I’m being deliberately vague about identifying the shared purpose of our new unofficial blogging community for two reasons. The first is that we want to remain open to whatever happens as we continue to explore a shared blogging venture.

The second—and perhaps more important—reason I’m being vague is that we don’t want to draw the lines so tight that we exclude a wide range of contributors to our shared venture. We do all happen to be Catholic, though our connections to the institutional church and our perspectives on active participation in it vary. And we definitely think that there ought to be room in our community for Catholics who fit somewhere along a spectrum from active involvement to purposeful disaffection.

And for that matter, for religionists of all types. Or for those alienated from religion altogether, but perhaps still seeking a spiritual path (that much seems fundamental to the venture—an interest in a shared spiritual path). And for those who incorporate elements of a number of religious worldviews and faith experiences in their lives.

We also all happen to be somewhere along the middle-to-progressive end of the political spectrum. We live, however, in different parts of the world. One of us grew up in the American South, another in the American West. Yet another is South African and lives in England. Our individual blogs seem to have found resonance with bloggers in other parts of the world, and we can foresee bloggers from many other cultural backgrounds participating in this community.

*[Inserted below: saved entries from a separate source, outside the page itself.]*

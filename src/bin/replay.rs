//! Replay still images through the metrics engine as if they came from a camera.
//!
//! Usage: framegauge-replay [--config <path>] [--interval-ms <n> | --realtime] [--json] <image>...
//!
//! Frames are stamped `n * interval` by default. With `--realtime` they are stamped
//! on a stream clock as each image finishes decoding, as a live camera would.

use anyhow::{bail, Context, Result};
use chrono::{DateTime, Utc};
use framegauge::timing::FrameClock;
use framegauge::{EngineConfig, FrameOutcome, Metrics, MetricsEngine, RawFrame};
use serde::Serialize;
use std::env;
use std::path::PathBuf;
use std::time::Duration;

struct Args {
    config: Option<PathBuf>,
    interval: Duration,
    realtime: bool,
    json: bool,
    images: Vec<PathBuf>,
}

#[derive(Serialize)]
struct FrameReport {
    path: String,
    timestamp_ms: u64,
    throttled: bool,
    metrics: Option<Metrics>,
    error: Option<String>,
}

#[derive(Serialize)]
struct ReplayReport {
    generated_at: DateTime<Utc>,
    frames: Vec<FrameReport>,
    ready_frames: usize,
}

fn main() -> Result<()> {
    framegauge::init_logging();

    let args = parse_args(env::args().skip(1).collect())?;
    let config = match &args.config {
        Some(path) => EngineConfig::load_from_file(path)?,
        None => EngineConfig::load_or_default(),
    };
    let mut engine = MetricsEngine::new(&config)?;
    let clock = FrameClock::new();

    let mut frames = Vec::with_capacity(args.images.len());
    for (index, path) in args.images.iter().enumerate() {
        let image = image::open(path)
            .with_context(|| format!("Failed to decode {}", path.display()))?
            .to_luma8();
        let timestamp = if args.realtime {
            clock.timestamp()
        } else {
            args.interval * index as u32
        };

        let report = match engine.process(&RawFrame::from_gray_image(&image, timestamp)) {
            Ok(FrameOutcome::Published(metrics)) => FrameReport {
                path: path.display().to_string(),
                timestamp_ms: timestamp.as_millis() as u64,
                throttled: false,
                metrics: Some(metrics),
                error: None,
            },
            Ok(FrameOutcome::Throttled) => FrameReport {
                path: path.display().to_string(),
                timestamp_ms: timestamp.as_millis() as u64,
                throttled: true,
                metrics: None,
                error: None,
            },
            Err(e) => FrameReport {
                path: path.display().to_string(),
                timestamp_ms: timestamp.as_millis() as u64,
                throttled: false,
                metrics: None,
                error: Some(e.to_string()),
            },
        };

        if !args.json {
            print_frame(&report);
        }
        frames.push(report);
    }

    let ready_frames = frames
        .iter()
        .filter_map(|f| f.metrics.as_ref())
        .filter(|m| m.is_capture_ready())
        .count();

    if args.json {
        let report = ReplayReport {
            generated_at: Utc::now(),
            frames,
            ready_frames,
        };
        println!("{}", serde_json::to_string_pretty(&report)?);
    } else {
        let counters = engine.counters();
        println!(
            "{} processed, {} throttled, {} rejected, {} capture-ready",
            counters.processed, counters.throttled, counters.rejected, ready_frames
        );
    }

    Ok(())
}

fn print_frame(report: &FrameReport) {
    match (&report.metrics, &report.error) {
        (Some(m), _) => println!(
            "{} @{}ms sharp={:.1} angle={:.1} tilt={:.1} frontal={:.1} bright={:.1} shake={:.2} dist~{:.2} ready={} failing={:?}",
            report.path,
            report.timestamp_ms,
            m.sharpness(),
            m.angle(),
            m.tilt_vertical(),
            m.frontal(),
            m.brightness(),
            m.shake(),
            m.distance(),
            m.is_capture_ready(),
            m.flags().failing()
        ),
        (None, Some(e)) => println!("{} @{}ms rejected: {}", report.path, report.timestamp_ms, e),
        (None, None) => println!("{} @{}ms throttled", report.path, report.timestamp_ms),
    }
}

fn parse_args(raw: Vec<String>) -> Result<Args> {
    let mut args = Args {
        config: None,
        interval: Duration::from_millis(150),
        realtime: false,
        json: false,
        images: Vec::new(),
    };

    let mut iter = raw.into_iter();
    while let Some(arg) = iter.next() {
        match arg.as_str() {
            "--config" => {
                let path = iter.next().context("--config needs a path")?;
                args.config = Some(PathBuf::from(path));
            }
            "--interval-ms" => {
                let ms: u64 = iter
                    .next()
                    .context("--interval-ms needs a value")?
                    .parse()
                    .context("--interval-ms must be an integer")?;
                args.interval = Duration::from_millis(ms);
            }
            "--realtime" => args.realtime = true,
            "--json" => args.json = true,
            _ => args.images.push(PathBuf::from(arg)),
        }
    }

    if args.images.is_empty() {
        bail!("Usage: framegauge-replay [--config <path>] [--interval-ms <n> | --realtime] [--json] <image>...");
    }
    Ok(args)
}
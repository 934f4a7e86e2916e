//! Route guard subsystem.
//!
//! # Data Flow
//! ```text
//! Request to guarded path
//!     → guard.rs (match AccessRule, extract session token)
//!     → provider.rs / remote.rs (validate session with the auth service)
//!     → identity.rs (AdminDirectory resolves the role)
//!     → guard.rs (redirect, JSON error, or forward with identity headers)
//! ```
//!
//! # Design Decisions
//! - The gateway never issues sessions; it only asks the provider
//! - Admin status is decided in one place (AdminDirectory)
//! - Provider outages fail closed on guarded routes

pub mod guard;
pub mod identity;
pub mod provider;
pub mod remote;

pub use guard::{auth_guard_middleware, GuardState, USER_ID_HEADER, USER_ROLE_HEADER};
pub use identity::{AdminDirectory, Identity, Role};
pub use provider::{AuthError, AuthProvider, StaticAuthProvider};
pub use remote::RemoteAuthProvider;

Several of us share an interest in gay issues and religion, though that’s not the exclusive focus of any of us or of our blogging community. For instance, Terry and I share the experience of having grown up in places in which apartheid of one sort or another prevailed, and both of us note that our thinking about many issues has been decisively shaped by the experience of seeing the racially segregated societies in which we grew up change in our lifetimes.

Well, enough. I’m writing now primarily to draw attention to Terry’s posting about what’s been happening as he, Colleen, and I talk among ourselves about our blogging experiences. And as Terry notes in his posting, we definitely invite anyone else interested in participating in this discussion and some shared blogging initiative to be in touch with us.

At a personal level, I take inspiration from the invitation of other bloggers I admire to collaborate with them. I’m convinced that most of the significant things that happen when societies change for the better happen due to decisions of people to stand in solidarity with each other.

Solidarity is at a premium in many societies, but perhaps most notably in the highly individualistic, atomistic, fragmented society of the United States. Our overriding American philosophy of rugged individualism assures that many voices which very much need to be heard, if we’re going to build a more humane culture, do not get heard. There are very strong watchdogs at the door of all the dialogic communities that see themselves as significant and influential, capable of speaking in a mannered voice that reaches the halls of power. Those watchdogs are there whether the dialogue communities be to right, left, or center.

And theyre not intent on inviting many kinds of outsiders into the conversation, particularly when those outsiders speak in the wrong accents, have the wrong pedigrees, come from and write about insignificant places, say what the canons of decency within official dialogue communities do not wish to have said. Official communities of discourse that consider themselves portentous are not in the habit of credentialing certain kinds of unwelcome others who are routinely excluded by a given dialogic community on grounds that usually have nothing at all to do with the substance of the excluded one’s insights, and everything to do with unwritten canons of taste about who belongs and who doesn't.

When those of us who seldom find ourselves invited into any of these significant and influential communities of discourse talk among ourselves, listen carefully to the experiences and insights of each other, and make solidarity with each other, who knows what might happen? From where I stand, it’s worth taking a chance and finding out.